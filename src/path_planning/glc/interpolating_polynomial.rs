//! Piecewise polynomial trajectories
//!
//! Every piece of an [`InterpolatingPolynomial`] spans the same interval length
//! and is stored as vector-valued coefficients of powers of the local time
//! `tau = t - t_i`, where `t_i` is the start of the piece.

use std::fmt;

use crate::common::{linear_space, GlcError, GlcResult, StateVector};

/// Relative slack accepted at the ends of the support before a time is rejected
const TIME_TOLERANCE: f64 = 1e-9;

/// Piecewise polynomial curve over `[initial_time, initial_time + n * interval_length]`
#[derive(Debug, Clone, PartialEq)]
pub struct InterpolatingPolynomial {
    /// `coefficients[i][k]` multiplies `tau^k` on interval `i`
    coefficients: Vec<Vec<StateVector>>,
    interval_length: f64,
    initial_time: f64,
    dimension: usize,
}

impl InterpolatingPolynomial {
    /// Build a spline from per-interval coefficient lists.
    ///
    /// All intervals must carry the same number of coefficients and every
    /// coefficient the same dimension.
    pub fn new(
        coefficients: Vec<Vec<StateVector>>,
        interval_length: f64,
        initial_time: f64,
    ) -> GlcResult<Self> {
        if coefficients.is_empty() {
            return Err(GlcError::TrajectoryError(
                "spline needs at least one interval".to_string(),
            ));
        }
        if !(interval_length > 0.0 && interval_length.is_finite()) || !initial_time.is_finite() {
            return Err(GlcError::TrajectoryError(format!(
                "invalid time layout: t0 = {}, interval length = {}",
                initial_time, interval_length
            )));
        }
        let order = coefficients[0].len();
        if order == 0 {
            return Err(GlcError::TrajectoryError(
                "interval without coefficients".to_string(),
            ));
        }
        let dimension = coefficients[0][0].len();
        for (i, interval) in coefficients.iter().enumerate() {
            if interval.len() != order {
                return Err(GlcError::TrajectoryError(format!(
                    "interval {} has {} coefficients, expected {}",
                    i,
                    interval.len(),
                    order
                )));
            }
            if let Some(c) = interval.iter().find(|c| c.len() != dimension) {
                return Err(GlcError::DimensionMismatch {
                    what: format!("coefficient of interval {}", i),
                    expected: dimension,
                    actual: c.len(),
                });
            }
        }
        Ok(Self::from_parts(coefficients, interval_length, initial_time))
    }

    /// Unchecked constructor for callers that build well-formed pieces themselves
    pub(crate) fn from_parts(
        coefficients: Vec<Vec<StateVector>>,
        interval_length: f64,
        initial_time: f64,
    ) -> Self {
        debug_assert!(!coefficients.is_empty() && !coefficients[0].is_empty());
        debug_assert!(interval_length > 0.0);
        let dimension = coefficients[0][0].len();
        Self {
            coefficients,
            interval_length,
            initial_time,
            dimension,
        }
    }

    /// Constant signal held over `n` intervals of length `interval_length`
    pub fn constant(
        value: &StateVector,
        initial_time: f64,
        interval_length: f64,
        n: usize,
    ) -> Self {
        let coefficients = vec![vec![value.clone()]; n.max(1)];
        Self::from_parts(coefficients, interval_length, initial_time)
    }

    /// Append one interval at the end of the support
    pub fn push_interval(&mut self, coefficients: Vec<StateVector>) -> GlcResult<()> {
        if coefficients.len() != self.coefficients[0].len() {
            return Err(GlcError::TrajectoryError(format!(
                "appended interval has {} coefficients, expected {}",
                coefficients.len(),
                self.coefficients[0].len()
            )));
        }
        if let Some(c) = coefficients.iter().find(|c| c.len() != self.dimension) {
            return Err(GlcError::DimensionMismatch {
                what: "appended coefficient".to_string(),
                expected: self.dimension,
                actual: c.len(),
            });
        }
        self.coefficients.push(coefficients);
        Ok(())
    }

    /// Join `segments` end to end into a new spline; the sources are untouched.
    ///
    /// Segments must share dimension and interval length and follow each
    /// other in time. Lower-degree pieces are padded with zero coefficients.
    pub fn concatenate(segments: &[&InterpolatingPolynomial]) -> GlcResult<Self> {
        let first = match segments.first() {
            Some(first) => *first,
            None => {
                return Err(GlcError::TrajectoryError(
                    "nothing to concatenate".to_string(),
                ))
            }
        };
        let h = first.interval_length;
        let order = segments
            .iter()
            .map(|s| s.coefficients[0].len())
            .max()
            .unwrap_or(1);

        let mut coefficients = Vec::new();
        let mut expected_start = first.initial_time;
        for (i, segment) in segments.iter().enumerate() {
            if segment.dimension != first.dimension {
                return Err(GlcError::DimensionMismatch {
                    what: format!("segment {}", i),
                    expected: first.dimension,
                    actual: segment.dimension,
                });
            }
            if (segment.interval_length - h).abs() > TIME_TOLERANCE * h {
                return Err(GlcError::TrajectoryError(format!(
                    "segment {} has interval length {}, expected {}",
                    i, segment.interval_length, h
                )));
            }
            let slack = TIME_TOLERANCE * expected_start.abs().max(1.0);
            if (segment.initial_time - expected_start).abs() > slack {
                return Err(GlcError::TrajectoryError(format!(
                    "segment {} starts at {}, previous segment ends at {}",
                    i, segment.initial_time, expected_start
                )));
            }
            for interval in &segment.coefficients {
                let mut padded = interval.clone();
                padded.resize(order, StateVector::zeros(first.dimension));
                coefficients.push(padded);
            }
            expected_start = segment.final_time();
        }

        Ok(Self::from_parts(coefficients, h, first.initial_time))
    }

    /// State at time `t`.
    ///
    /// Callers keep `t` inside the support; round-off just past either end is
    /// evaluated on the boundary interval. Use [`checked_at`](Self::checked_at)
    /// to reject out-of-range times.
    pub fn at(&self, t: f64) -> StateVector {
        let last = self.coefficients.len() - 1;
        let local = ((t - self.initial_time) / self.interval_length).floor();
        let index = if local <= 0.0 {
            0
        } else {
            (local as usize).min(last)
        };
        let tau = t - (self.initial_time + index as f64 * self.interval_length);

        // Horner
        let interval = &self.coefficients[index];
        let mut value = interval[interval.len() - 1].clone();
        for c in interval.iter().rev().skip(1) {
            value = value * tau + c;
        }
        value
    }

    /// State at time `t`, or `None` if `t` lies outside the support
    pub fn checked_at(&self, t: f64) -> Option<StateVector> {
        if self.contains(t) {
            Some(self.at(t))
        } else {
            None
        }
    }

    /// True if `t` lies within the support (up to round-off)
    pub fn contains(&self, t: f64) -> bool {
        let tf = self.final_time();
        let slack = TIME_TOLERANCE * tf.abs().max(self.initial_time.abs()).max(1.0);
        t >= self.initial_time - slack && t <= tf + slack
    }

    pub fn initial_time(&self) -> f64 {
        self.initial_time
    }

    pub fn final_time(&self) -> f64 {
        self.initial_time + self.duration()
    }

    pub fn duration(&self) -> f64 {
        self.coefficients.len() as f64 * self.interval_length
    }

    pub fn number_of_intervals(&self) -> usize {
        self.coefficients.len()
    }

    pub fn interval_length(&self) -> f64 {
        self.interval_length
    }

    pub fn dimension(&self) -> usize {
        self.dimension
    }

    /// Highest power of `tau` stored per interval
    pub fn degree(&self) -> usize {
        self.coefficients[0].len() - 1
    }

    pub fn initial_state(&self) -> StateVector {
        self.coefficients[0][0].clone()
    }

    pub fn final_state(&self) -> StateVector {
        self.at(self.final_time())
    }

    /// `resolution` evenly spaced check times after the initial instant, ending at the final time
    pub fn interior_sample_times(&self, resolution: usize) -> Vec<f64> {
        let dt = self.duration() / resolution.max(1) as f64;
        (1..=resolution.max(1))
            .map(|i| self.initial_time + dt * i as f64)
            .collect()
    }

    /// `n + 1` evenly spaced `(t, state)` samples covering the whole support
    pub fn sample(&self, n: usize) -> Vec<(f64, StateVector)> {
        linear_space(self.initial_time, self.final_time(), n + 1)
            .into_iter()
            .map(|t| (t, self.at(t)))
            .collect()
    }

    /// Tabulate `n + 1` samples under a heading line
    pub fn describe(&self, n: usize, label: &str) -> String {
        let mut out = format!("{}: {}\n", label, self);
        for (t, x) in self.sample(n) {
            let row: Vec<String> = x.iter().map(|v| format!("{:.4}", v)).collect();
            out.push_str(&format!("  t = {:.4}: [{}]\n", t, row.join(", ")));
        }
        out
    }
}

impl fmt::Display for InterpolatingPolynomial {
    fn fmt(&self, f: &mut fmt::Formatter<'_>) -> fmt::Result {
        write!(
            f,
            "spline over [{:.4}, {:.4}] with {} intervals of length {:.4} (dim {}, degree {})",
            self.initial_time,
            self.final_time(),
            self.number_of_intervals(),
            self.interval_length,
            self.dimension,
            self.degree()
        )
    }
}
# # #
In the listing above, find the line holding "pub fn initial_state(&self)" and the line holding "let dt = self.duration()", then output those two lines and every line between them exactly.

    pub fn initial_state(&self) -> StateVector {
        self.coefficients[0][0].clone()
    }

    pub fn final_state(&self) -> StateVector {
        self.at(self.final_time())
    }

    /// `resolution` evenly spaced check times after the initial instant, ending at the final time
    pub fn interior_sample_times(&self, resolution: usize) -> Vec<f64> {
        let dt = self.duration() / resolution.max(1) as f64;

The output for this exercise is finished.